* Collected data entries:
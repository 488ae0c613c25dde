mod project;
mod qa;
mod report;
mod survey;

pub use project::{Origin, Project, ProjectRecord, Sentiment, Tombstone, FACILITY_TYPES, PROJECT_STATUSES};
pub use qa::{NewQa, QaEntry, QaScope, CATCH_ALL_TOPIC};
pub use report::{ContestedProject, Restriction};
pub use survey::{label_key, survey_index_for_label, SurveyAnswers, SURVEY_LEN, SURVEY_QUESTIONS};

/// User-visible message surfaced in the status line.
#[derive(Debug, Clone, PartialEq, Eq)]
pub enum Notice {
    Info(String),
    Success(String),
    Warning(String),
    Error(String),
}

impl Notice {
    pub fn message(&self) -> &str {
        match self {
            Notice::Info(m) | Notice::Success(m) | Notice::Warning(m) | Notice::Error(m) => m,
        }
    }
}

* Exercise goal:
A complete and exact repetition of the entries is required.

* Solution to this exercise:
repository 488ae0c613c25dde
mod project;
mod qa;
mod report;
mod survey;

pub use project::{Origin, Project, ProjectRecord, Sentiment, Tombstone, FACILITY_TYPES, PROJECT_STATUSES};
pub use qa::{NewQa, QaEntry, QaScope, CATCH_ALL_TOPIC};
pub use report::{ContestedProject, Restriction};
pub use survey::{label_key, survey_index_for_label, SurveyAnswers, SURVEY_LEN, SURVEY_QUESTIONS};

/// User-visible message surfaced in the status line.
#[derive(Debug, Clone, PartialEq, Eq)]
pub enum Notice {
    Info(String),
    Success(String),
    Warning(String),
    Error(String),
}

impl Notice {
    pub fn message(&self) -> &str {
        match self {
            Notice::Info(m) | Notice::Success(m) | Notice::Warning(m) | Notice::Error(m) => m,
        }
    }
}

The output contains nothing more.